BTO Looking out for Birds

Interesting Facts:

  • In many parts of the United Kingdom, the term "gannet" is used to refer to people who steadily eat vast quantities of food especially at public functions.
  • The oldest recorded Northern Gannet was at least 26 years, 1 month old when it was found in Quebec.
  • Once a northern gannet fledges from its nesting colony and is in the water, it is apparently unable to take off again for as long as two weeks. The bird is likely to begin its southward migration to the Gulf of Mexico by swimming, not flying.

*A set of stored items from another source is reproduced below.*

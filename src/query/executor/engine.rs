// Query Engine Implementation
//
// The engine is a pipeline value: every chainable call consumes the engine
// and returns it with the next dataset, and terminal calls read the current
// dataset without changing it. The dataset the engine was built from is kept
// behind an `Arc` and never modified, which is what `reset` restores.

use std::path::Path;
use std::sync::Arc;

use linked_hash_map::LinkedHashMap;
use log::{debug, warn};

use crate::common::config::ExportConfig;
use crate::io::csv::{ExportOutcome, export_csv};
use crate::io::json::to_json_string;
use crate::query::executor::operators::agg::{Grouping, aggregate, group_by};
use crate::query::executor::operators::{
    self, HashJoin, JoinType, Operator, Projection, SortDirection, paginate,
};
use crate::query::executor::result::{DataValue, Dataset, Page, QueryResult, Record};
use crate::query::parser::ast::{ComparisonOp, Condition};
use crate::query::parser::parse_condition;

/// In-memory query pipeline over a dataset of records
#[derive(Debug, Clone)]
pub struct QueryEngine {
    original: Arc<[Record]>,
    current: Dataset,
    config: ExportConfig,
}

impl QueryEngine {
    /// Build an engine whose current and original dataset are `records`
    pub fn new(records: Vec<Record>) -> Self {
        let original: Arc<[Record]> = records.clone().into();
        QueryEngine {
            original,
            current: records,
            config: ExportConfig::default(),
        }
    }

    /// Build an engine over a shared, read-only snapshot. Each engine built
    /// this way works on its own copy of the current dataset.
    pub fn from_shared(snapshot: Arc<[Record]>) -> Self {
        QueryEngine {
            current: snapshot.to_vec(),
            original: snapshot,
            config: ExportConfig::default(),
        }
    }

    pub fn with_config(mut self, config: ExportConfig) -> Self {
        self.config = config;
        self
    }

    pub fn config(&self) -> &ExportConfig {
        &self.config
    }

    /// Run any operator over the current dataset
    pub fn apply(mut self, operator: &dyn Operator) -> Self {
        let input = std::mem::take(&mut self.current);
        debug!("Applying {} to {} records", operator.name(), input.len());
        self.current = operator.execute(input);
        self
    }

    /// Rewind to the dataset the engine was built from
    pub fn reset(mut self) -> Self {
        self.current = self.original.to_vec();
        self
    }

    /// Restrict every record to `columns`; `["*"]` keeps everything
    pub fn select<S: AsRef<str>>(self, columns: &[S]) -> Self {
        let op = operators::create_projection(Projection::from_columns(columns));
        self.apply(op.as_ref())
    }

    /// WHERE: keep records matching `condition` after binding `params` to
    /// its `?` placeholders
    pub fn filter(self, condition: &str, params: &[DataValue]) -> Self {
        self.filter_condition(parse_condition(condition, params))
    }

    /// WHERE with an already parsed condition
    pub fn filter_condition(self, condition: Condition) -> Self {
        let op = operators::create_filter(condition);
        self.apply(op.as_ref())
    }

    pub fn order_by(self, column: &str, direction: SortDirection) -> Self {
        let op = operators::create_sort(column, direction);
        self.apply(op.as_ref())
    }

    /// Keep at most `count` records starting at `offset`
    pub fn limit(self, count: usize, offset: usize) -> Self {
        let op = operators::create_limit(count, offset);
        self.apply(op.as_ref())
    }

    /// Equality join against `other` on `local_key = foreign_key`.
    ///
    /// Only `=` is meaningful as `operator`; any other operator is logged and
    /// the join still matches on equality. With an alias, foreign columns are
    /// named `alias.column`.
    pub fn join(
        self,
        other: &[Record],
        local_key: &str,
        operator: &str,
        foreign_key: &str,
        join_type: JoinType,
        alias: Option<&str>,
    ) -> Self {
        if ComparisonOp::from_symbol(operator.trim()) != Some(ComparisonOp::Equals) {
            warn!("Join operator {:?} is not supported; joining on equality", operator);
        }
        let op = HashJoin::new(other, local_key, foreign_key, join_type).with_alias(alias);
        self.apply(&op)
    }

    /// Partition the current dataset by `column`
    pub fn group_by(&self, column: &str) -> Grouping {
        group_by(&self.current, column)
    }

    /// Compute `(column, function)` aggregates over the current dataset
    pub fn aggregate<C, F>(&self, fields: &[(C, F)]) -> LinkedHashMap<String, DataValue>
    where
        C: AsRef<str>,
        F: AsRef<str>,
    {
        aggregate(&self.current, fields)
    }

    /// Read one page of the current dataset
    pub fn paginate(&self, page: usize, per_page: usize) -> Page {
        paginate(&self.current, page, per_page)
    }

    /// The current dataset
    pub fn get(&self) -> &[Record] {
        &self.current
    }

    /// The dataset the engine was built from
    pub fn original(&self) -> &[Record] {
        &self.original
    }

    pub fn into_records(self) -> Dataset {
        self.current
    }

    pub fn len(&self) -> usize {
        self.current.len()
    }

    pub fn is_empty(&self) -> bool {
        self.current.is_empty()
    }

    /// Serialize the current dataset as a JSON array
    pub fn to_json(&self) -> QueryResult<String> {
        to_json_string(&self.current, self.config.pretty_json)
    }

    /// Export the current dataset as CSV, reporting what happened
    pub fn try_export_csv(&self, path: impl AsRef<Path>) -> QueryResult<ExportOutcome> {
        export_csv(&self.current, path, &self.config)
    }

    /// Export the current dataset as CSV. Empty datasets and unwritable
    /// destinations are silently skipped.
    pub fn to_csv(&self, path: impl AsRef<Path>) {
        let path = path.as_ref();
        if let Err(e) = self.try_export_csv(path) {
            warn!("CSV export to {} failed: {}", path.display(), e);
        }
    }
}

impl From<Vec<Record>> for QueryEngine {
    fn from(records: Vec<Record>) -> Self {
        QueryEngine::new(records)
    }
}
fn main() -> Result<()> {
    let cli = Cli::parse();

    let delimiter = u8::try_from(cli.delimiter)
        .map_err(|_| anyhow!("CSV delimiter must be a single-byte character"))?;
    let config = ExportConfig::default()
        .with_pretty_json(cli.pretty)
        .with_delimiter(delimiter);

    let records = records_from_path(&cli.data)
        .with_context(|| format!("Failed to load {}", cli.data.display()))?;
    let engine = QueryEngine::new(records).with_config(config);

    match cli.command {
        Some(Commands::Shell) | None => run_shell(engine)?,
        Some(Commands::Query {
            select,
            condition,
            params,
            join,
            local_key,
            foreign_key,
            join_type,
            alias,
            order_by,
            desc,
            limit,
            offset,
            csv,
        }) => {
            let join = match join {
                Some(path) => {
                    let other = records_from_path(&path)
                        .with_context(|| format!("Failed to load {}", path.display()))?;
                    let local_key = local_key.ok_or_else(|| anyhow!("--join needs --local-key"))?;
                    let foreign_key = foreign_key.ok_or_else(|| anyhow!("--join needs --foreign-key"))?;
                    Some((other, local_key, foreign_key, JoinType::parse(&join_type), alias))
                }
                None => None,
            };
            let direction = if desc { SortDirection::Desc } else { SortDirection::Asc };
            run_query(
                engine,
                select,
                condition,
                params,
                join,
                order_by.map(|column| (column, direction)),
                limit.map(|count| (count, offset)),
                csv,
            )?;
        }
        Some(Commands::Aggregate { fields, condition, params }) => {
            let fields = fields.iter().map(|f| parse_field(f)).collect::<Result<Vec<_>>>()?;
            let engine = match condition {
                Some(condition) => engine.filter(&condition, &parse_params(&params)),
                None => engine,
            };
            let mut result = serde_json::Map::new();
            for (column, value) in engine.aggregate(&fields) {
                result.insert(column, serde_json::to_value(&value)?);
            }
            println!("{}", serde_json::Value::Object(result));
        }
        Some(Commands::Group { column }) => {
            for group in engine.group_by(&column).iter() {
                println!("{}: {} rows", group.key, group.records.len());
            }
        }
        Some(Commands::Page { page, per_page }) => {
            let result = engine.paginate(page, per_page);
            println!("{}", serde_json::to_string(&result)?);
        }
    }

    Ok(())
}
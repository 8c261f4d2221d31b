// Condition Evaluation
//
// Evaluates a parsed condition against one record.

use std::cmp::Ordering;

use log::trace;

use crate::query::executor::result::{DataValue, Record};
use crate::query::executor::type_conversion::condition_cmp;
use crate::query::parser::ast::{Comparison, ComparisonOp, Condition, Connective};

/// Apply a comparison operator to two values
pub fn apply_operator(op: ComparisonOp, left: &DataValue, right: &DataValue) -> bool {
    let ordering = condition_cmp(left, right);
    match op {
        ComparisonOp::Equals => ordering == Ordering::Equal,
        ComparisonOp::NotEquals => ordering != Ordering::Equal,
        ComparisonOp::LessThan => ordering == Ordering::Less,
        ComparisonOp::LessEqual => ordering != Ordering::Greater,
        ComparisonOp::GreaterThan => ordering == Ordering::Greater,
        ComparisonOp::GreaterEqual => ordering != Ordering::Less,
    }
}

/// Evaluate a single comparison. Missing columns resolve to `Null`.
pub fn evaluate_comparison(comparison: &Comparison, record: &Record) -> bool {
    let actual = record.resolve(&comparison.column);
    apply_operator(comparison.op, actual, &comparison.value)
}

/// Evaluates a condition against records.
///
/// Comparison results are folded left to right: the n-th connective joins the
/// running result with the (n+1)-th comparison, so `a AND b OR c` means
/// `(a AND b) OR c`. A missing connective defaults to `AND`, and a condition
/// without any comparison matches nothing.
pub struct ConditionEvaluator<'a> {
    comparisons: Vec<&'a Comparison>,
    connectives: Vec<Connective>,
}

impl<'a> ConditionEvaluator<'a> {
    pub fn new(condition: &'a Condition) -> Self {
        ConditionEvaluator {
            comparisons: condition.comparisons().collect(),
            connectives: condition.connectives().collect(),
        }
    }

    pub fn matches(&self, record: &Record) -> bool {
        let mut results = self
            .comparisons
            .iter()
            .map(|comparison| evaluate_comparison(comparison, record));

        let Some(mut result) = results.next() else {
            return false;
        };

        for (i, next) in results.enumerate() {
            let connective = self.connectives.get(i).copied().unwrap_or(Connective::And);
            result = match connective {
                Connective::And => result && next,
                Connective::Or => result || next,
            };
        }

        trace!("Condition evaluated to {} for {:?}", result, record);
        result
    }
}
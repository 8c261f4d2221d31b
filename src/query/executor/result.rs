// Query Result Implementation
//
// This module defines the value, record and result types shared by every
// stage of the query pipeline.

use std::fmt;

use linked_hash_map::LinkedHashMap;
use serde::ser::{Serialize, SerializeMap, Serializer};
use thiserror::Error;

use crate::query::executor::type_conversion::format_number;

/// Scalar stored in a record column.
///
/// `Null` doubles as the absent sentinel: looking up a column a record does
/// not carry resolves to `Null`, and so does an explicit JSON `null`.
#[derive(Debug, Clone, PartialEq)]
pub enum DataValue {
    Null,
    Number(f64),
    Text(String),
    Boolean(bool),
}

static ABSENT: DataValue = DataValue::Null;

impl DataValue {
    pub fn is_null(&self) -> bool {
        matches!(self, DataValue::Null)
    }

    pub fn as_str(&self) -> Option<&str> {
        match self {
            DataValue::Text(s) => Some(s),
            _ => None,
        }
    }

    pub fn as_bool(&self) -> Option<bool> {
        match self {
            DataValue::Boolean(b) => Some(*b),
            _ => None,
        }
    }

    /// Build a value from untyped text such as a CLI argument: numeric text
    /// becomes a `Number`, anything else stays `Text`.
    pub fn from_untyped(text: &str) -> Self {
        match crate::query::executor::type_conversion::parse_numeric(text) {
            Some(n) => DataValue::Number(n),
            None => DataValue::Text(text.to_string()),
        }
    }
}

impl fmt::Display for DataValue {
    fn fmt(&self, f: &mut fmt::Formatter<'_>) -> fmt::Result {
        match self {
            DataValue::Null => write!(f, "null"),
            DataValue::Number(n) => write!(f, "{}", format_number(*n)),
            DataValue::Text(s) => write!(f, "{}", s),
            DataValue::Boolean(b) => write!(f, "{}", b),
        }
    }
}

impl Serialize for DataValue {
    fn serialize<S: Serializer>(&self, serializer: S) -> Result<S::Ok, S::Error> {
        match self {
            DataValue::Null => serializer.serialize_unit(),
            DataValue::Number(n) => {
                // Integral numbers go out as JSON integers.
                if n.fract() == 0.0 && n.abs() < 9.0e15 {
                    serializer.serialize_i64(*n as i64)
                } else {
                    serializer.serialize_f64(*n)
                }
            }
            DataValue::Text(s) => serializer.serialize_str(s),
            DataValue::Boolean(b) => serializer.serialize_bool(*b),
        }
    }
}

impl From<f64> for DataValue {
    fn from(n: f64) -> Self {
        DataValue::Number(n)
    }
}

impl From<i64> for DataValue {
    fn from(n: i64) -> Self {
        DataValue::Number(n as f64)
    }
}

impl From<i32> for DataValue {
    fn from(n: i32) -> Self {
        DataValue::Number(f64::from(n))
    }
}

impl From<bool> for DataValue {
    fn from(b: bool) -> Self {
        DataValue::Boolean(b)
    }
}

impl From<&str> for DataValue {
    fn from(s: &str) -> Self {
        DataValue::Text(s.to_string())
    }
}

impl From<String> for DataValue {
    fn from(s: String) -> Self {
        DataValue::Text(s)
    }
}

impl<T: Into<DataValue>> From<Option<T>> for DataValue {
    fn from(value: Option<T>) -> Self {
        value.map_or(DataValue::Null, Into::into)
    }
}

/// One row: an insertion-ordered mapping from column name to value.
///
/// Column names are opaque. A dotted name such as `r.name` is a single key,
/// never a path into nested data.
#[derive(Debug, Clone, Default, PartialEq)]
pub struct Record {
    values: LinkedHashMap<String, DataValue>,
}

impl Record {
    /// Create a new empty record
    pub fn new() -> Self {
        Record {
            values: LinkedHashMap::new(),
        }
    }

    /// Get a value by column name
    pub fn get(&self, column: &str) -> Option<&DataValue> {
        self.values.get(column)
    }

    /// Get a value by column name, resolving missing columns to `Null`
    pub fn resolve(&self, column: &str) -> &DataValue {
        self.values.get(column).unwrap_or(&ABSENT)
    }

    pub fn contains(&self, column: &str) -> bool {
        self.values.contains_key(column)
    }

    /// Set a value for a column. An existing column keeps its position.
    pub fn set(&mut self, column: impl Into<String>, value: DataValue) {
        let column = column.into();
        match self.values.get_mut(&column) {
            Some(slot) => *slot = value,
            None => {
                self.values.insert(column, value);
            }
        }
    }

    /// Builder-style variant of [`Record::set`]
    pub fn with(mut self, column: impl Into<String>, value: impl Into<DataValue>) -> Self {
        self.set(column, value.into());
        self
    }

    /// Column names in insertion order
    pub fn columns(&self) -> impl Iterator<Item = &str> {
        self.values.keys().map(String::as_str)
    }

    pub fn iter(&self) -> impl Iterator<Item = (&str, &DataValue)> {
        self.values.iter().map(|(k, v)| (k.as_str(), v))
    }

    pub fn len(&self) -> usize {
        self.values.len()
    }

    pub fn is_empty(&self) -> bool {
        self.values.is_empty()
    }
}

impl<K: Into<String>, V: Into<DataValue>> FromIterator<(K, V)> for Record {
    fn from_iter<I: IntoIterator<Item = (K, V)>>(iter: I) -> Self {
        let mut record = Record::new();
        for (column, value) in iter {
            record.set(column, value.into());
        }
        record
    }
}

impl Serialize for Record {
    fn serialize<S: Serializer>(&self, serializer: S) -> Result<S::Ok, S::Error> {
        let mut map = serializer.serialize_map(Some(self.values.len()))?;
        for (column, value) in &self.values {
            map.serialize_entry(column, value)?;
        }
        map.end()
    }
}

/// Ordered sequence of records
pub type Dataset = Vec<Record>;

/// One page of a paginated dataset
#[derive(Debug, Clone, PartialEq, serde::Serialize)]
pub struct Page {
    pub data: Dataset,
    /// Number of records in the whole dataset
    pub total: usize,
    /// Number of pages at the requested page size
    pub pages: usize,
}

/// Errors raised at the I/O boundary of the engine.
///
/// The pipeline itself never fails; malformed conditions, unknown columns
/// and unknown aggregate functions all have defined outcomes.
#[derive(Error, Debug)]
pub enum QueryError {
    /// Error from the filesystem
    #[error("I/O error: {0}")]
    Io(#[from] std::io::Error),
    /// JSON encoding or decoding failed
    #[error("JSON error: {0}")]
    Json(#[from] serde_json::Error),
    /// CSV encoding failed
    #[error("CSV error: {0}")]
    Csv(#[from] csv::Error),
    /// Input data had an unexpected shape
    #[error("Invalid input: {0}")]
    InvalidInput(String),
}

/// Result type for query operations
pub type QueryResult<T> = Result<T, QueryError>;
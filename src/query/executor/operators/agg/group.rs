use linked_hash_map::LinkedHashMap;
use log::debug;
use serde::ser::{Serialize, SerializeMap, Serializer};

use crate::query::executor::result::{DataValue, Dataset, Record};
use crate::query::executor::type_conversion::{ValueKey, comparison_text};

/// Records sharing one group key
#[derive(Debug, Clone, PartialEq)]
pub struct Group {
    /// The key value as first seen in the dataset
    pub key: DataValue,
    pub records: Dataset,
}

/// Result of `group_by`: groups in first-seen key order.
///
/// Keys are matched with loose equality, so `1`, `1.0` and `"1"` land in the
/// same group.
#[derive(Debug, Clone, Default)]
pub struct Grouping {
    groups: LinkedHashMap<ValueKey, Group>,
}

impl Grouping {
    pub fn get(&self, key: &DataValue) -> Option<&Group> {
        self.groups.get(&ValueKey::from(key))
    }

    pub fn iter(&self) -> impl Iterator<Item = &Group> {
        self.groups.values()
    }

    pub fn keys(&self) -> impl Iterator<Item = &DataValue> {
        self.groups.values().map(|g| &g.key)
    }

    pub fn len(&self) -> usize {
        self.groups.len()
    }

    pub fn is_empty(&self) -> bool {
        self.groups.is_empty()
    }

    pub fn into_groups(self) -> Vec<Group> {
        self.groups.into_iter().map(|(_, g)| g).collect()
    }
}

// Serialized as an object from key text to records; a null key becomes "".
impl Serialize for Grouping {
    fn serialize<S: Serializer>(&self, serializer: S) -> Result<S::Ok, S::Error> {
        let mut map = serializer.serialize_map(Some(self.groups.len()))?;
        for group in self.groups.values() {
            map.serialize_entry(comparison_text(&group.key).as_ref(), &group.records)?;
        }
        map.end()
    }
}

/// Partition `records` by the value of `column`
pub fn group_by(records: &[Record], column: &str) -> Grouping {
    let mut groups: LinkedHashMap<ValueKey, Group> = LinkedHashMap::new();

    for record in records {
        let value = record.resolve(column);
        groups
            .entry(ValueKey::from(value))
            .or_insert_with(|| Group {
                key: value.clone(),
                records: Vec::new(),
            })
            .records
            .push(record.clone());
    }

    debug!("Grouped {} records by {} into {} groups", records.len(), column, groups.len());
    Grouping { groups }
}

While natural causes take their toll on the gannet population, plastics found in the ocean not only confuse gannets as being a possible food source, but also as seaweed for a nesting material. Adults and nestlings alike become tangled in fishing line and pieces of net, and other manmade detritus. Documentation shows birds becoming entangled at the nesting site and dying of starvation, or having deformities caused by fishing line confining body parts from development and possible limb loss. Oil spills are another manmade catastrophe. Oil on their feathers strips them of their natural waterproofing ability and starts a chain reaction of incapacitating events eventually leading to death.


Additional Info

Gannets are LARGE birds with long necks and very pointed beaks—a little smaller than a swan. Rescuers need to have eye protection, preferably safety glasses. If able, an agitated gannet will strike at the person’s eyes with its beak.

Make sure the container used for transport has high sides, i.e., large, deep storage container. Because the gannet needs “running room” to make headway, the rescue container does not need a snapped-on lid to keep it contained, but high sides are a must. A sheet or cloth draped over the container secured with duct tape, provides a necessary, adequate airflow as well as a confining effect. Adequate ventilation is a must because of the placement of their nostrils within their mouth.